Educare alla produzione digitale per valutare le conseguenze delle proprie azioni online: è questo il messaggio che arriva dall’incontro intitolato “(S)parlare nei social web: la sfida della cittadinanza digitale”, che Stefano Pasta del centro di ricerca Cremit, dell’Università Cattolica di Milano, ha tenuto all’università Giustino Fortunato di Benevento. Organizzato dalla commissione Orientamento e Placement dell’Unifortunato, l’evento fa parte del Percorso Agenda 2030 e Competenze digitali.
“Nella lingua italiana – ha detto Pasta – si usa l’espressione virtuale contrapposta a reale come se ci fossero due mondi paralleli che non si incontrano, segnati da logiche differenti. Online e offline hanno evidentemente delle logiche differenti, ma in realtà reale e virtuale sono collegati. Lo spazio virtuale è uno spazio di realtà aumentata. Siamo dunque esseri umani definitivamente connessi, in una dimensione in cui offline e online non sono due dimensioni distinte ma si compenetrano: onlife, secondo l’efficace espressione di Luciano Floridi, giocando con i termini online e offline”. Oggi il web 2.0, ossia il web sociale, secondo l’esperto, è entrato nelle nostre vite, nel cellulare ed è uno spazio di realtà aumentata”. In merito si possono citare molti esempi: “La guerra si combatte sul terreno ma anche sul campo digitale, c’è la cyberguerra.
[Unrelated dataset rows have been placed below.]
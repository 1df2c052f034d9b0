use axum::{
    Json, Router,
    extract::{Path, State},
    http::StatusCode,
    routing::{get, post},
};
use validator::Validate;

use crate::{
    dto::{
        room::{
            AppendResponse, ChangeNameRequest, ChooseClueRequest, CreateRoomRequest,
            GameListItem, JoinRoomRequest, JoinRoomResponse, RoomSummary, StartRoundRequest,
        },
        room_event::{RoomEvent, RoomId},
    },
    error::AppError,
    services::room_service,
    state::SharedState,
};

/// Catalog, room creation and event append endpoints.
pub fn router() -> Router<SharedState> {
    Router::new()
        .route("/games", get(list_games))
        .route("/rooms", post(create_room))
        .route("/rooms/{room_id}", get(get_room))
        .route("/rooms/{room_id}/join", post(join_room))
        .route("/rooms/{room_id}/change-name", post(change_name))
        .route("/rooms/{room_id}/start-round", post(start_round))
        .route("/rooms/{room_id}/choose-clue", post(choose_clue))
        .route("/rooms/{room_id}/events", get(list_events))
}

#[utoipa::path(
    get,
    path = "/games",
    tag = "rooms",
    responses((status = 200, description = "Playable games", body = [GameListItem]))
)]
/// List the games rooms can be created for.
pub async fn list_games(State(state): State<SharedState>) -> Json<Vec<GameListItem>> {
    Json(room_service::list_games(&state))
}

#[utoipa::path(
    post,
    path = "/rooms",
    tag = "rooms",
    request_body = CreateRoomRequest,
    responses(
        (status = 201, description = "Room created", body = RoomSummary),
        (status = 400, description = "Invalid payload"),
        (status = 404, description = "Unknown game")
    )
)]
/// Open a new room for a catalog game.
pub async fn create_room(
    State(state): State<SharedState>,
    Json(payload): Json<CreateRoomRequest>,
) -> Result<(StatusCode, Json<RoomSummary>), AppError> {
    payload.validate()?;
    let room = room_service::create_room(&state, payload)?;
    Ok((StatusCode::CREATED, Json(room)))
}

#[utoipa::path(
    get,
    path = "/rooms/{room_id}",
    tag = "rooms",
    params(("room_id" = i64, Path, description = "Identifier of the room")),
    responses(
        (status = 200, description = "Room summary", body = RoomSummary),
        (status = 404, description = "Unknown room")
    )
)]
/// Describe a room.
pub async fn get_room(
    State(state): State<SharedState>,
    Path(room_id): Path<RoomId>,
) -> Result<Json<RoomSummary>, AppError> {
    Ok(Json(room_service::get_room(&state, room_id)?))
}

#[utoipa::path(
    post,
    path = "/rooms/{room_id}/join",
    tag = "rooms",
    params(("room_id" = i64, Path, description = "Identifier of the room")),
    request_body = JoinRoomRequest,
    responses(
        (status = 200, description = "Join event appended", body = JoinRoomResponse),
        (status = 400, description = "Invalid payload"),
        (status = 404, description = "Unknown room")
    )
)]
/// Append a `join` event, issuing a user id when none is supplied.
pub async fn join_room(
    State(state): State<SharedState>,
    Path(room_id): Path<RoomId>,
    Json(payload): Json<JoinRoomRequest>,
) -> Result<Json<JoinRoomResponse>, AppError> {
    payload.validate()?;
    Ok(Json(room_service::join(&state, room_id, payload).await?))
}

#[utoipa::path(
    post,
    path = "/rooms/{room_id}/change-name",
    tag = "rooms",
    params(("room_id" = i64, Path, description = "Identifier of the room")),
    request_body = ChangeNameRequest,
    responses(
        (status = 200, description = "Rename appended", body = AppendResponse),
        (status = 400, description = "Invalid payload"),
        (status = 404, description = "Unknown room")
    )
)]
/// Append a `change_name` event.
pub async fn change_name(
    State(state): State<SharedState>,
    Path(room_id): Path<RoomId>,
    Json(payload): Json<ChangeNameRequest>,
) -> Result<Json<AppendResponse>, AppError> {
    payload.validate()?;
    Ok(Json(
        room_service::change_name(&state, room_id, payload).await?,
    ))
}

#[utoipa::path(
    post,
    path = "/rooms/{room_id}/start-round",
    tag = "rooms",
    params(("room_id" = i64, Path, description = "Identifier of the room")),
    request_body = StartRoundRequest,
    responses(
        (status = 200, description = "Round start appended", body = AppendResponse),
        (status = 400, description = "Round does not exist"),
        (status = 404, description = "Unknown room")
    )
)]
/// Append a `start_round` event.
pub async fn start_round(
    State(state): State<SharedState>,
    Path(room_id): Path<RoomId>,
    Json(payload): Json<StartRoundRequest>,
) -> Result<Json<AppendResponse>, AppError> {
    Ok(Json(
        room_service::start_round(&state, room_id, payload).await?,
    ))
}

#[utoipa::path(
    post,
    path = "/rooms/{room_id}/choose-clue",
    tag = "rooms",
    params(("room_id" = i64, Path, description = "Identifier of the room")),
    request_body = ChooseClueRequest,
    responses(
        (status = 200, description = "Clue choice appended", body = AppendResponse),
        (status = 400, description = "Invalid payload"),
        (status = 404, description = "Unknown room")
    )
)]
/// Append a `choose_clue` event. Replicas ignore choices made without board control.
pub async fn choose_clue(
    State(state): State<SharedState>,
    Path(room_id): Path<RoomId>,
    Json(payload): Json<ChooseClueRequest>,
) -> Result<Json<AppendResponse>, AppError> {
    payload.validate()?;
    Ok(Json(
        room_service::choose_clue(&state, room_id, payload).await?,
    ))
}

#[utoipa::path(
    get,
    path = "/rooms/{room_id}/events",
    tag = "rooms",
    params(("room_id" = i64, Path, description = "Identifier of the room")),
    responses(
        (status = 200, description = "Room history in ascending id order", body = [RoomEvent]),
        (status = 404, description = "Unknown room")
    )
)]
/// Return every event appended to a room so far.
pub async fn list_events(
    State(state): State<SharedState>,
    Path(room_id): Path<RoomId>,
) -> Result<Json<Vec<RoomEvent>>, AppError> {
    Ok(Json(room_service::list_events(&state, room_id).await?))
}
Gli esperti di sociologia della famiglia verificano che le coppie che si sposano, molto spesso, si conoscono online. Quando ragioniamo sulla didattica possiamo dire che in classe c’è la didattica offline e poi al pomeriggio la scuola continua nel social web”. Tutto questo è una premessa che, per Pasta “ci dice che non stiamo parlando di un mondo parallelo, ma di un mondo che ha le sue specificità che sono in connessione con il mondo offline”.
Specifico del Web – e dei social in particolare – è, inoltre, “che l’utente diventa creatore di contenuti. Questo cambiamento presenta rischi e potenzialità: può essere utilizzato per produrre odio online, fake news, ma al contrario anche forme partecipate di giornalismo, attivismo, contenuti creativi”. Insomma, ha osservato Pasta “non serve dividerci tra apocalittici e integrati, tra chi rileva solo gli effetti negativi della rete e chi ne vede solo quelli entusiasmanti, citando un’espressione di Umberto Eco del 1964, quando il dibattito era relativo alle trasformazioni introdotte dalla televisione che entrava nelle case degli italiani”. La via, allora come oggi, ha concluso “è l’educazione: con lo schermo televisivo la risposta fu educare al pensiero critico. Con lo smartphone in mano, questo è solo metà dell’opera. Adesso è necessario educare alla responsabilità di ciò che si produce, cioè educare a valutare le conseguenze delle proprie azioni online”.